On Thanksgiving Day we express our gratitude to the Lord for all His blessings to us, but what goes along with that is that it also a day for us to repent of the times we have been thankless.
If we are honest with ourselves, sometimes we are like Bart Simpson in one episode of the Simpsons, when he said this dinner time “prayer”: “Dear Lord, we bought this food with our own money; so thanks for nothing.” It is easy for us sinners to slip into thinking that we are selfsufficient, and to forget that everything we have is God’s gracious gift to us. Or, when things are not going as well as we would like, sometimes we even grumble about what God has given us to endure; “Thanks for nothing, God,” we think.
For this we must repent, this also is why we need to pray, “Lord, give me the gift of thanksgiving.”
When we confess, “I believe in God the Father Almighty, Maker of heaven and earth,” this means that there is nothing in this entire cosmos that is not created by God, and therefore we have nothing of ourselves. We are entirely dependent on Him for everything.
Everything we have is from God, as a free gift we have not earned, and because of that, giving thanks to Him constantly is our duty, our obligation— giving thanks is not optional, and it is a wretched sin to omit it.

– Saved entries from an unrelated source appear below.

use serde::{Deserialize, Serialize};
use thiserror::Error;
use tracing::{debug, warn};

use crate::position::{Direction, Position};
use crate::types::{AwareRange, Point, Rect, Size};

use super::MapView;

pub const TILE_PIXELS: i32 = 32;
pub const DRAW_DIMENSION_PADDING: i32 = 3;
pub const MIN_VISIBLE_DIMENSION: i32 = 3;
pub const DEFAULT_VISIBLE_DIMENSION: Size = Size::new(15, 11);

const NEAR_VIEW_AREA: i64 = 32 * 32;
const MID_VIEW_AREA: i64 = 64 * 64;
const FAR_VIEW_AREA: i64 = 128 * 128;

#[derive(Debug, Clone, Copy, PartialEq, Eq, Error)]
pub enum GeometryError {
    #[error("visible dimension must be odd, got {width}x{height}")]
    EvenVisibleDimension { width: i32, height: i32 },
    #[error("visible dimension {width}x{height} is below the {min}x{min} minimum")]
    BelowMinimumDimension { width: i32, height: i32, min: i32 },
    #[error("map buffer {width}x{height} exceeds the maximum surface size {max}")]
    SurfaceTooLarge { width: i32, height: i32, max: u32 },
}

#[derive(Debug, Clone, Copy, Default, PartialEq, Eq, PartialOrd, Ord, Hash, Serialize, Deserialize)]
#[serde(rename_all = "snake_case")]
pub enum ViewMode {
    #[default]
    Near,
    Mid,
    Far,
    Huge,
}

impl ViewMode {
    pub fn classify(tile_size: i32, visible_dimension: Size) -> ViewMode {
        let area = i64::from(visible_dimension.width) * i64::from(visible_dimension.height);
        if tile_size >= TILE_PIXELS && area <= NEAR_VIEW_AREA {
            ViewMode::Near
        } else if tile_size >= 16 && area <= MID_VIEW_AREA {
            ViewMode::Mid
        } else if tile_size >= 8 && area <= FAR_VIEW_AREA {
            ViewMode::Far
        } else {
            ViewMode::Huge
        }
    }
}

pub fn validate_visible_dimension(visible: Size) -> Result<(), GeometryError> {
    let Size { width, height } = visible;
    if width.rem_euclid(2) != 1 || height.rem_euclid(2) != 1 {
        return Err(GeometryError::EvenVisibleDimension { width, height });
    }
    if width < MIN_VISIBLE_DIMENSION || height < MIN_VISIBLE_DIMENSION {
        return Err(GeometryError::BelowMinimumDimension {
            width,
            height,
            min: MIN_VISIBLE_DIMENSION,
        });
    }
    Ok(())
}

/// Pixel size of one tile at `render_scale` percent, never below one pixel.
pub fn tile_size_for_scale(render_scale: u8) -> i32 {
    ((TILE_PIXELS as f32 * (f32::from(render_scale) / 100.0)) as i32).max(1)
}

/// Derived sizes of the off-screen map buffer.
#[derive(Debug, Clone, Copy, Default, PartialEq)]
pub struct ViewGeometry {
    pub visible_dimension: Size,
    pub draw_dimension: Size,
    pub tile_size: i32,
    pub scale_factor: f32,
    pub virtual_center_offset: Point,
    pub visible_center_offset: Point,
    pub rect_dimension: Rect,
    pub optimized_size: Size,
}

impl ViewGeometry {
    pub fn compute(
        visible_dimension: Size,
        optimized_size: Size,
        render_scale: u8,
        max_surface_size: u32,
    ) -> Result<Self, GeometryError> {
        let tile_size = tile_size_for_scale(render_scale);
        // Sized in i64 so huge dimensions are rejected instead of overflowing.
        let buffer_side =
            |side: i32| (i64::from(side) + i64::from(DRAW_DIMENSION_PADDING)) * i64::from(tile_size);
        let (buffer_width, buffer_height) = (
            buffer_side(visible_dimension.width),
            buffer_side(visible_dimension.height),
        );
        let max = i64::from(max_surface_size).min(i64::from(i32::MAX));
        if buffer_width > max || buffer_height > max {
            return Err(GeometryError::SurfaceTooLarge {
                width: i32::try_from(buffer_width).unwrap_or(i32::MAX),
                height: i32::try_from(buffer_height).unwrap_or(i32::MAX),
                max: max_surface_size,
            });
        }
        let draw_dimension = visible_dimension + Size::square(DRAW_DIMENSION_PADDING);
        let buffer_size = draw_dimension * tile_size;

        let virtual_center_offset = (draw_dimension / 2 - Size::square(1)).to_point();
        Ok(Self {
            visible_dimension,
            draw_dimension,
            tile_size,
            scale_factor: tile_size as f32 / TILE_PIXELS as f32,
            virtual_center_offset,
            visible_center_offset: virtual_center_offset,
            rect_dimension: Rect::from_point_size(Point::default(), buffer_size),
            optimized_size,
        })
    }

    pub fn buffer_size(&self) -> Size {
        self.rect_dimension.size()
    }

    /// Buffer-space pixel of the top-left corner of `position` as seen from `camera`.
    ///
    /// Floors above the camera shift up and left by one tile per floor.
    pub fn transform_position_to_2d(&self, position: Position, camera: Position) -> Point {
        let floor_delta = i32::from(camera.z) - i32::from(position.z);
        Point::new(
            (self.virtual_center_offset.x + (position.x - camera.x) - floor_delta) * self.tile_size,
            (self.virtual_center_offset.y + (position.y - camera.y) - floor_delta) * self.tile_size,
        )
    }

    /// Sub-rectangle of the buffer that maps onto a destination of `dest_size`.
    ///
    /// `pan_offset` is the already scaled walk or manual pan offset.
    pub fn framebuffer_source(&self, dest_size: Size, pan_offset: Point) -> Rect {
        let margin = self.draw_dimension - self.visible_dimension - Size::square(1);
        let mut draw_offset = (margin / 2).to_point() * self.tile_size + pan_offset;

        let src_visible = self.visible_dimension * self.tile_size;
        let src_size = dest_size.scaled_to_fit(src_visible);
        draw_offset.x += (src_visible.width - src_size.width) / 2;
        draw_offset.y += (src_visible.height - src_size.height) / 2;

        Rect::from_point_size(draw_offset, src_size)
    }

    /// Tile offset from the camera under `point` of a map widget sized `map_size`.
    pub fn tile_offset_at(&self, point: Point, map_size: Size, src_rect: Rect) -> Option<Point> {
        if map_size.is_empty() || self.tile_size <= 0 {
            return None;
        }
        let horizontal = src_rect.width as f32 / map_size.width as f32;
        let vertical = src_rect.height as f32 / map_size.height as f32;
        let framebuffer = Point::new(
            (point.x as f32 * horizontal) as i32,
            (point.y as f32 * vertical) as i32,
        );
        let center_offset = (framebuffer + src_rect.top_left()) / self.tile_size;
        Some(
            self.visible_center_offset - self.draw_dimension.to_point()
                + center_offset
                + Point::new(2, 2),
        )
    }
}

It is wonderful that we celebrate Thanksgiving Day annually as a nation, but every day should be a day of thanksgiving for each of us. That is why God’s Word teaches us prayers of thanksgiving and for thanksgiving: so that we will remember that we are completely dependent on God for everything, and so that we will be moved to thankfulness as we remember His gifts to us. Giving thanks to God each day helps prevent us from slipping into self-reliance and selfrighteousness in our prayers. Perhaps we are not so crassly thankless as Bart Simpson was, but we definitely sometimes are like Jimmy Stewart’s character in the movie Shenandoah, Charlie Anderson, who said this prayer as his family’s dinner time blessing: “Lord, we cleared this land. We plowed it, sowed it, and harvested it. We took the harvest. It wouldn’t be here and we wouldn’t be eating it if we hadn’t done it all ourselves. We worked dog-bone hard for every crumb and morsel, but we thank you Lord just the same for the food we’re about to eat. Amen.”
I think this “prayer” hits closer to the heart of how we all tend to look sometimes at our day to day provisions: we view them as things we earned, rather than completely as gifts from God. Ask yourself a few diagnostic questions to test your attitude. When you ate breakfast this morning, did you eat your food from your pantry, purchased with your money, or did you eat food that the Lord gave you, from the pantry the Lord gave you, purchased with money that the Lord gave you? Repent of thinking that anything you have is really yours. It’s all God’s generous gift to you. But what’s amazing is that God is kind and merciful to us even though we are ungrateful to Him. Indeed, Jesus said that God the Father “makes his sun rise on the evil and on the good, and sends rain on the just and on the unjust” (Matthew 5:45). And when we pray, “Give us this day our daily bread,” we can be confident that God will provide.
On Thanksgiving Day we give thanks to the Lord for all His blessings to us, but most of all for the gift of His Son, Jesus Christ, the Bread of Life, the Savior of the world, who gave His body up to the cross and shed His blood to win forgiveness of sins, the greatest gift of all, which is received by faith in Him. And every day becomes a day of thanksgiving when we pray the Lord’s Prayer, so that we are moved to thankfulness for the eternal blessings of God’s Kingdom, even as we continue beg that the Lord would give us this Bread of Life always— and we know that He will answer with a “Yes!” because He has promised always to give Christ’s forgiveness, life, and salvation to us. So what else is left to be said except for that glorious Word of God: “Oh, give thanks to the Lord, for He is good, for His mercy endures forever!” Amen.